Mind, Body, and Spirit

Many complementary and alternative cancer treatments focus on mental and spiritual wellness along with physical.  A cancer diagnosis, particularly for a disease with low life expectancy such as mesothelioma, is often a source of great stress, and many patients seek help through other avenues when medical science does not or cannot meet their non-physical needs.  Many of the therapies listed here emphasize the body’s connection to the mind and the importance of caring for both.
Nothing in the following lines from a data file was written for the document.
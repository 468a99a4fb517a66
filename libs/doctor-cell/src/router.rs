use std::sync::Arc;

use axum::{
    middleware,
    routing::{get, patch, post},
    Router,
};

use shared_config::AppConfig;
use shared_utils::extractor::{auth_middleware, require_doctor};

use crate::handlers;

pub fn doctor_routes(state: Arc<AppConfig>) -> Router {
    // Registration is open
    let public_routes = Router::new()
        .route("/", post(handlers::create_doctor));

    // Only doctors may modify doctor records
    let doctor_only_routes = Router::new()
        .route(
            "/{doctor_id}",
            patch(handlers::update_doctor).delete(handlers::delete_doctor),
        )
        .layer(middleware::from_fn(require_doctor));

    let protected_routes = Router::new()
        .route("/", get(handlers::list_doctors))
        .route("/{doctor_id}", get(handlers::get_doctor))
        .merge(doctor_only_routes)
        .layer(middleware::from_fn_with_state(state.clone(), auth_middleware));

    Router::new()
        .merge(public_routes)
        .merge(protected_routes)
        .with_state(state)
}
use chrono::{DateTime, Utc};
use serde::{Deserialize, Serialize};
use uuid::Uuid;

use shared_models::error::AppError;
use shared_utils::validation::{is_valid_email, optional_non_empty, require_non_empty};

// ==============================================================================
// CORE DOCTOR MODELS
// ==============================================================================

#[derive(Debug, Clone, Serialize, Deserialize, PartialEq)]
#[serde(rename_all(serialize = "camelCase"))]
pub struct Doctor {
    pub id: Uuid,
    pub name: String,
    pub email: String,
    pub crm: i32,
    pub specialty: String,
    #[serde(skip_serializing)]
    pub password_hash: String,
    pub created_at: DateTime<Utc>,
    pub updated_at: DateTime<Utc>,
}

/// The doctor as embedded in an appointment, without credentials.
#[derive(Debug, Clone, Serialize, Deserialize, PartialEq)]
pub struct DoctorSummary {
    pub id: Uuid,
    pub name: String,
    pub email: String,
    pub crm: i32,
    pub specialty: String,
}

impl From<&Doctor> for DoctorSummary {
    fn from(doctor: &Doctor) -> Self {
        Self {
            id: doctor.id,
            name: doctor.name.clone(),
            email: doctor.email.clone(),
            crm: doctor.crm,
            specialty: doctor.specialty.clone(),
        }
    }
}

// ==============================================================================
// REQUEST MODELS
// ==============================================================================

#[derive(Debug, Clone, Serialize, Deserialize)]
pub struct CreateDoctorRequest {
    pub name: String,
    pub email: String,
    pub password: String,
    pub crm: i32,
    pub specialty: String,
}

impl CreateDoctorRequest {
    pub fn validate(&self) -> Result<(), DoctorError> {
        require_non_empty(&self.name, "Name is required").map_err(DoctorError::ValidationError)?;
        require_non_empty(&self.email, "Email is required").map_err(DoctorError::ValidationError)?;
        if !is_valid_email(&self.email) {
            return Err(DoctorError::ValidationError("Invalid email format".to_string()));
        }
        require_non_empty(&self.password, "Password is required").map_err(DoctorError::ValidationError)?;
        if self.crm <= 0 {
            return Err(DoctorError::ValidationError("CRM must be a positive integer".to_string()));
        }
        require_non_empty(&self.specialty, "Specialty is required").map_err(DoctorError::ValidationError)?;
        Ok(())
    }
}

#[derive(Debug, Clone, Default, Serialize, Deserialize)]
pub struct UpdateDoctorRequest {
    pub name: Option<String>,
    pub email: Option<String>,
    pub password: Option<String>,
    pub crm: Option<i32>,
    pub specialty: Option<String>,
}

impl UpdateDoctorRequest {
    pub fn validate(&self) -> Result<(), DoctorError> {
        optional_non_empty(self.name.as_deref(), "Name cannot be empty")
            .map_err(DoctorError::ValidationError)?;
        if let Some(email) = &self.email {
            if !is_valid_email(email) {
                return Err(DoctorError::ValidationError("Invalid email format".to_string()));
            }
        }
        optional_non_empty(self.password.as_deref(), "Password cannot be empty")
            .map_err(DoctorError::ValidationError)?;
        if matches!(self.crm, Some(crm) if crm <= 0) {
            return Err(DoctorError::ValidationError("CRM must be a positive integer".to_string()));
        }
        optional_non_empty(self.specialty.as_deref(), "Specialty cannot be empty")
            .map_err(DoctorError::ValidationError)?;
        Ok(())
    }
}

// ==============================================================================
// PERSISTENCE MODELS
// ==============================================================================

#[derive(Debug, Clone, PartialEq)]
pub struct NewDoctor {
    pub name: String,
    pub email: String,
    pub crm: i32,
    pub specialty: String,
    pub password_hash: String,
}

#[derive(Debug, Clone, Default, PartialEq)]
pub struct DoctorChanges {
    pub name: Option<String>,
    pub email: Option<String>,
    pub crm: Option<i32>,
    pub specialty: Option<String>,
    pub password_hash: Option<String>,
}

// ==============================================================================
// ERRORS
// ==============================================================================

#[derive(Debug, Clone, thiserror::Error)]
pub enum DoctorError {
    #[error("Resource Doctor for id: {0} not found")]
    NotFound(Uuid),

    #[error("CRM already exists")]
    CrmAlreadyExists,

    #[error("Email already exists")]
    EmailAlreadyExists,

    #[error("{0}")]
    ValidationError(String),

    #[error("Failed to hash password: {0}")]
    PasswordHashError(String),

    #[error("Doctor still has appointments")]
    HasAppointments,

    #[error("Database error: {0}")]
    DatabaseError(String),
}

impl From<DoctorError> for AppError {
    fn from(err: DoctorError) -> Self {
        match err {
            DoctorError::NotFound(_) => AppError::NotFound(err.to_string()),
            DoctorError::CrmAlreadyExists | DoctorError::EmailAlreadyExists => {
                AppError::BadRequest(err.to_string())
            }
            DoctorError::ValidationError(msg) => AppError::ValidationError(msg),
            DoctorError::PasswordHashError(_) => AppError::Internal(err.to_string()),
            DoctorError::HasAppointments => AppError::Conflict(err.to_string()),
            DoctorError::DatabaseError(msg) => AppError::Database(msg),
        }
    }
}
Examples of Mind, Body, and Spirit

Some of these treatments, such as meditationyogapilates or aromatherapy, may be familiar, while others are not as widely known in the United States despite being well-established in other cultures.  Qigong, for example, has a 7,000 year history in traditional Chinese medicine.  Some of these treatments use familiar activities such as dance, music, or art in a carefully directed way to improve the patient’s well-being and mitigate symptoms of standard treatment.

Popularity of the Practice

According to the National Cancer Institute, the most popular complementary therapies were related to emotional and spiritual health – 61% of cancer survivors claimed to have used prayer and other spiritual practices during their battle with the disease.  Relaxation was the second most popular, with 44% of survivors reporting having used it.  About 42% also reported engaging in faith and spiritual healing.  While many of these therapies remain unproven, their benefits – such as improvements in quality of life – are often difficult to assess in a clinical setting.

It is important to note that many of these therapies are symptom reducing measures, rather than cures.  Before beginning any kind of complementary or alternative treatment, the American Cancer Society strongly recommends that patients discuss it with their health care professionals.  Standard cancer treatments can weaken the body, making certain activities difficult or dangerous.